Action item:
The records should be restated exactly from their first line through the line with "to events at" in it.
### Supplied records
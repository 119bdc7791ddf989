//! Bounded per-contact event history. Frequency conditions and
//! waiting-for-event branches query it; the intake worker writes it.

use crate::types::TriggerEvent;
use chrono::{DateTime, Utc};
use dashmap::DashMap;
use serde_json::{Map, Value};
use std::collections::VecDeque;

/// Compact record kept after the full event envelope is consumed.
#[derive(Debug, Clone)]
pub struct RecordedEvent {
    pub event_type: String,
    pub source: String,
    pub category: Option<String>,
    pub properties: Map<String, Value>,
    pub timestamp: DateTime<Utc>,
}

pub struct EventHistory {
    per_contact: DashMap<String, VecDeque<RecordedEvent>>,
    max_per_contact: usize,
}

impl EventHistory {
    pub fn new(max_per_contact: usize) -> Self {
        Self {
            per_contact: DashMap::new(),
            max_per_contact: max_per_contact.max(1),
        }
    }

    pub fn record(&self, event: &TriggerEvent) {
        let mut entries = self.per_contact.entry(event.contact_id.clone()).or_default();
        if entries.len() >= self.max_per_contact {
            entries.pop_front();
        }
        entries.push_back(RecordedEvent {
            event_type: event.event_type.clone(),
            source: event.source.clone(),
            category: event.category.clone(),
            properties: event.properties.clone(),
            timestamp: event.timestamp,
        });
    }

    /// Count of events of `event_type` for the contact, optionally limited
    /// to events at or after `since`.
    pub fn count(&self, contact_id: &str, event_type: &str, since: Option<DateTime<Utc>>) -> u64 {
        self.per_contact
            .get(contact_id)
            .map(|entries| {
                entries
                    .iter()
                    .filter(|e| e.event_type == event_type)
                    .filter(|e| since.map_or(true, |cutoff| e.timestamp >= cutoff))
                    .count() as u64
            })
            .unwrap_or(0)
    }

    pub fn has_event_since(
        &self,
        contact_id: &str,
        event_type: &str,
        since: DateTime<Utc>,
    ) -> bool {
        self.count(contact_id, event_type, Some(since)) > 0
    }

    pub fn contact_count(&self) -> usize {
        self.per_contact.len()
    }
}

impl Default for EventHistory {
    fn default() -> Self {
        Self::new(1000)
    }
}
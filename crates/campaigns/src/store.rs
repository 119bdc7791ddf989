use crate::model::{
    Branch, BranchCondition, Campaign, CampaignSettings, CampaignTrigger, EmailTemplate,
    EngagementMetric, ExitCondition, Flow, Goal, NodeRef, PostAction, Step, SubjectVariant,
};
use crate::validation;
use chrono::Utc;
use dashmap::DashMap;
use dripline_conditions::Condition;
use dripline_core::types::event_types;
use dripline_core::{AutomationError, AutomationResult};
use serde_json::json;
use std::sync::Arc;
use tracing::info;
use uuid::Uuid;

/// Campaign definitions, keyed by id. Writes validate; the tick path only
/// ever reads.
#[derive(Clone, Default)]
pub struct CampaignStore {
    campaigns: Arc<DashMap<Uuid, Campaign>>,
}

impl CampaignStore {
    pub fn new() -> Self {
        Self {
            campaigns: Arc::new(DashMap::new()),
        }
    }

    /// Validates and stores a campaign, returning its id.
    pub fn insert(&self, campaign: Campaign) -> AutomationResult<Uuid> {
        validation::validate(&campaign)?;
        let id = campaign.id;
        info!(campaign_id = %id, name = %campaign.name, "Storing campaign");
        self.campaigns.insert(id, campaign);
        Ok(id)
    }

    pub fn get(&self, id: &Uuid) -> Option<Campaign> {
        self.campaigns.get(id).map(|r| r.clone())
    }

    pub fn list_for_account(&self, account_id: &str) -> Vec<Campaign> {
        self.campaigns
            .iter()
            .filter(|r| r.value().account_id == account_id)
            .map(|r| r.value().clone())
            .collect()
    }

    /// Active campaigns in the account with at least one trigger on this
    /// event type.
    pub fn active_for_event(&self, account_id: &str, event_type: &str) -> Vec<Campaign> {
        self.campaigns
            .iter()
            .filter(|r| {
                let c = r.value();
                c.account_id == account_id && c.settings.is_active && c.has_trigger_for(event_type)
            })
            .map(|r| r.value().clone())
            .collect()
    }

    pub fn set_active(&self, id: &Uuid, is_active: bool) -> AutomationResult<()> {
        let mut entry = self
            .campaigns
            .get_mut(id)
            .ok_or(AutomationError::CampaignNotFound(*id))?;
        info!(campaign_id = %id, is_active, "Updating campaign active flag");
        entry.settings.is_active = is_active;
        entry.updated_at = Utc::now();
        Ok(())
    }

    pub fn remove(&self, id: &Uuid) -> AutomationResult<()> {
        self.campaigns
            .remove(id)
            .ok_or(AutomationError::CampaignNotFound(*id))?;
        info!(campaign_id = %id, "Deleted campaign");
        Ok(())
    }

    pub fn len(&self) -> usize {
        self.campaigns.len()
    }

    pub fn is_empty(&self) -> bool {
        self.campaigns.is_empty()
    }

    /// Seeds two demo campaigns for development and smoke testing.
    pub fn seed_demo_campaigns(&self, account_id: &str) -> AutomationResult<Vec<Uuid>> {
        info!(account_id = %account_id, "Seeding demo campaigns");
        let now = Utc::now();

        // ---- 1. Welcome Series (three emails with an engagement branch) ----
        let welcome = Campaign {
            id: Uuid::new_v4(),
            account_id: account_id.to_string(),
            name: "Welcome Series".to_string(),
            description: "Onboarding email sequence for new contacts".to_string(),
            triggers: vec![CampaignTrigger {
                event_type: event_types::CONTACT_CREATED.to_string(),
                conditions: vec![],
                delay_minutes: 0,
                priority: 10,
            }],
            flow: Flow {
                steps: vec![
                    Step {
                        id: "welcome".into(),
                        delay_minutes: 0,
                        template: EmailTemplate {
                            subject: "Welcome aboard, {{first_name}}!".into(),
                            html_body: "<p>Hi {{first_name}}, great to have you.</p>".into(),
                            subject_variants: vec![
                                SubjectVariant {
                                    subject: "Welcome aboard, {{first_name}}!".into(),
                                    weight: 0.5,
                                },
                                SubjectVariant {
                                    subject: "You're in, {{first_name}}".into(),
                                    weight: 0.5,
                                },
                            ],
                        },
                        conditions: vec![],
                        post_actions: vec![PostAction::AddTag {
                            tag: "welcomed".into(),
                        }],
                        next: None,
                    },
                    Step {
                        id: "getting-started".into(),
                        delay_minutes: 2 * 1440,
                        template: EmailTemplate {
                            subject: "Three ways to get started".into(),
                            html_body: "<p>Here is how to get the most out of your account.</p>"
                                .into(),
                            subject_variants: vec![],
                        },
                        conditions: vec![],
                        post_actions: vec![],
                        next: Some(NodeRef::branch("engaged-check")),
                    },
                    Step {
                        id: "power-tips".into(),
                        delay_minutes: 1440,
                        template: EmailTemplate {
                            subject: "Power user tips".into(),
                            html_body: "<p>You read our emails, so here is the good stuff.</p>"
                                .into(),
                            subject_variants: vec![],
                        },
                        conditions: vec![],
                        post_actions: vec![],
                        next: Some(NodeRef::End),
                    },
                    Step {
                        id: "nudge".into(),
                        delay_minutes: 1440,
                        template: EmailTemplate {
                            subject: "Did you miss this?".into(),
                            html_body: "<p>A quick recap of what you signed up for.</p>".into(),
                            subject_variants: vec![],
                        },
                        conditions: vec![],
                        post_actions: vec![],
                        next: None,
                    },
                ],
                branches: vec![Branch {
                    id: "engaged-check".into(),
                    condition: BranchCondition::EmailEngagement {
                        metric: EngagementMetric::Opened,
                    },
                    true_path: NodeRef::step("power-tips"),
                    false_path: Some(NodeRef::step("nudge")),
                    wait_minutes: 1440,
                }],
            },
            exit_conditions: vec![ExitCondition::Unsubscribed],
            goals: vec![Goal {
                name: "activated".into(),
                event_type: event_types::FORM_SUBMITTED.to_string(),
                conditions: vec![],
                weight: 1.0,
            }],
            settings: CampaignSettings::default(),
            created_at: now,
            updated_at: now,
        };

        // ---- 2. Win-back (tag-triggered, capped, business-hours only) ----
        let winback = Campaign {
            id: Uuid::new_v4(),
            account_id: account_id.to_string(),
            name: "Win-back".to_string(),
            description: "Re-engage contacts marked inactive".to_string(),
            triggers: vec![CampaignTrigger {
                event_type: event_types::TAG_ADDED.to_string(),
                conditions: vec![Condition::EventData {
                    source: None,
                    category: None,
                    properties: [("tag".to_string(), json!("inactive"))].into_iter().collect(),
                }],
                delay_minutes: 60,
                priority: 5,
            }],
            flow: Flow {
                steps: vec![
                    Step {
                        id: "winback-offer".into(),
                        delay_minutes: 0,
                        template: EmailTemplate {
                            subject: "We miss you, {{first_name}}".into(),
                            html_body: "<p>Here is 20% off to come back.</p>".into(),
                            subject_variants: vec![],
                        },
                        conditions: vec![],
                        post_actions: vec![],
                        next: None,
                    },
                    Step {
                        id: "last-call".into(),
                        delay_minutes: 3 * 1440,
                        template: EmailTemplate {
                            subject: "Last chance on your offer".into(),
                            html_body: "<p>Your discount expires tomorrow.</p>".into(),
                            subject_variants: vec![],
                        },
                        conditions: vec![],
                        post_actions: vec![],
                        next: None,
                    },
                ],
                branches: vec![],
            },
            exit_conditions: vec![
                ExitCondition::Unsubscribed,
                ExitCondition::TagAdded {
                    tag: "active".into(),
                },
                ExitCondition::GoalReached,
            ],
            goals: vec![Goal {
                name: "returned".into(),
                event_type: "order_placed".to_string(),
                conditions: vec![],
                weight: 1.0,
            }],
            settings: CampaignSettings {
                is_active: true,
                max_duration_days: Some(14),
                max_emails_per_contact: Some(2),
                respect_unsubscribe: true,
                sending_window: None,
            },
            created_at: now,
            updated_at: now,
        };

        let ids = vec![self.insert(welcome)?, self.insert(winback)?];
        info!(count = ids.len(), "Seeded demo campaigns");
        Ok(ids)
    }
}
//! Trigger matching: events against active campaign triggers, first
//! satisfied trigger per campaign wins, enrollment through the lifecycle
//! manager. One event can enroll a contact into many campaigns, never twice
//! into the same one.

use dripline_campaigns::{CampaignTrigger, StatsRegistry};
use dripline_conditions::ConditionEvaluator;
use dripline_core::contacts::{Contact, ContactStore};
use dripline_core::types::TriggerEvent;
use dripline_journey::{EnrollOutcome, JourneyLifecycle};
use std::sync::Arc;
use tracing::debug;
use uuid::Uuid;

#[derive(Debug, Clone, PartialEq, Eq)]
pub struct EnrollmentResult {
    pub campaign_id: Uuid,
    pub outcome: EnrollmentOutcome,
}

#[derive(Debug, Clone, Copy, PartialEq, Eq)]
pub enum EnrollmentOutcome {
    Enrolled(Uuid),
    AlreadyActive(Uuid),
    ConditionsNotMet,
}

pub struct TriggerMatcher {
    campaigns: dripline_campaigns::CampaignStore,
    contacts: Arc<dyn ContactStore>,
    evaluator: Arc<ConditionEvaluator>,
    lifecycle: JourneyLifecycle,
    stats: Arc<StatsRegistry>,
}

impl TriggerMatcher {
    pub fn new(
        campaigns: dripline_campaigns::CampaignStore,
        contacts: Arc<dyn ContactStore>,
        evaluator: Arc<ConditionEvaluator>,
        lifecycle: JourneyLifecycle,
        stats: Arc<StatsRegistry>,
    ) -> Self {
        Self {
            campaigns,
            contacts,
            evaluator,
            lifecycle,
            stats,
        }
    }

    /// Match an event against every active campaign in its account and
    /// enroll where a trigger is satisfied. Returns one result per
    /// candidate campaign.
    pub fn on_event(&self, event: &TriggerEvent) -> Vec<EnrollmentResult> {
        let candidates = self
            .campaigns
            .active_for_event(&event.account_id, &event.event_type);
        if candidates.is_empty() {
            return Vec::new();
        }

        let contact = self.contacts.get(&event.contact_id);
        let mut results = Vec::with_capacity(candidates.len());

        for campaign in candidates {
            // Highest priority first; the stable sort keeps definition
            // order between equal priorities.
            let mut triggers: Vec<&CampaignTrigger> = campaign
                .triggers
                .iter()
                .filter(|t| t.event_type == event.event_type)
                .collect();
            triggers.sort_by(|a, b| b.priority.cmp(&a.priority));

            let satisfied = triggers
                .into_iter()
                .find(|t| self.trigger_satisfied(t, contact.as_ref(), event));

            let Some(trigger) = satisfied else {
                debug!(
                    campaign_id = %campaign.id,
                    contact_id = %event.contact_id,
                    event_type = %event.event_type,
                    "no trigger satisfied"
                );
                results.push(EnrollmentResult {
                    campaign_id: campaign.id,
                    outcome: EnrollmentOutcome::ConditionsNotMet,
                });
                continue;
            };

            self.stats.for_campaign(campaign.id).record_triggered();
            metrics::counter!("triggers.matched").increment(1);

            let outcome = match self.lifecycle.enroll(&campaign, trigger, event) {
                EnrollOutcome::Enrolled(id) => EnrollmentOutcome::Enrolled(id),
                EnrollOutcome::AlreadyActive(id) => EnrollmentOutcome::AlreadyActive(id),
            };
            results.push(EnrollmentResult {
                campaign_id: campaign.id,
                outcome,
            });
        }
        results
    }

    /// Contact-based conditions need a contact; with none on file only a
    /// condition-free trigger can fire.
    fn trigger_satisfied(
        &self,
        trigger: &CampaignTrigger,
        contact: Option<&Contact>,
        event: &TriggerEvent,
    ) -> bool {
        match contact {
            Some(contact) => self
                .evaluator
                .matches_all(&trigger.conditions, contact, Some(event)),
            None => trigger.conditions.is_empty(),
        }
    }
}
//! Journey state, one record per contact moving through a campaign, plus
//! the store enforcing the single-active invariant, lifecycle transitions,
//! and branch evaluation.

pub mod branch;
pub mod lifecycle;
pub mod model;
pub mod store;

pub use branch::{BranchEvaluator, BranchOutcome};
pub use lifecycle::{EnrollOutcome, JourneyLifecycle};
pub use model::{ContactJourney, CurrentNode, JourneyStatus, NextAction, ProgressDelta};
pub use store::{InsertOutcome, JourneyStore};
######
Output for this exercise:
repository 119bdc7791ddf989
//! Bounded per-contact event history. Frequency conditions and
//! waiting-for-event branches query it; the intake worker writes it.

use crate::types::TriggerEvent;
use chrono::{DateTime, Utc};
use dashmap::DashMap;
use serde_json::{Map, Value};
use std::collections::VecDeque;

/// Compact record kept after the full event envelope is consumed.
#[derive(Debug, Clone)]
pub struct RecordedEvent {
    pub event_type: String,
    pub source: String,
    pub category: Option<String>,
    pub properties: Map<String, Value>,
    pub timestamp: DateTime<Utc>,
}

pub struct EventHistory {
    per_contact: DashMap<String, VecDeque<RecordedEvent>>,
    max_per_contact: usize,
}

impl EventHistory {
    pub fn new(max_per_contact: usize) -> Self {
        Self {
            per_contact: DashMap::new(),
            max_per_contact: max_per_contact.max(1),
        }
    }

    pub fn record(&self, event: &TriggerEvent) {
        let mut entries = self.per_contact.entry(event.contact_id.clone()).or_default();
        if entries.len() >= self.max_per_contact {
            entries.pop_front();
        }
        entries.push_back(RecordedEvent {
            event_type: event.event_type.clone(),
            source: event.source.clone(),
            category: event.category.clone(),
            properties: event.properties.clone(),
            timestamp: event.timestamp,
        });
    }

    /// Count of events of `event_type` for the contact, optionally limited
    /// to events at or after `since`.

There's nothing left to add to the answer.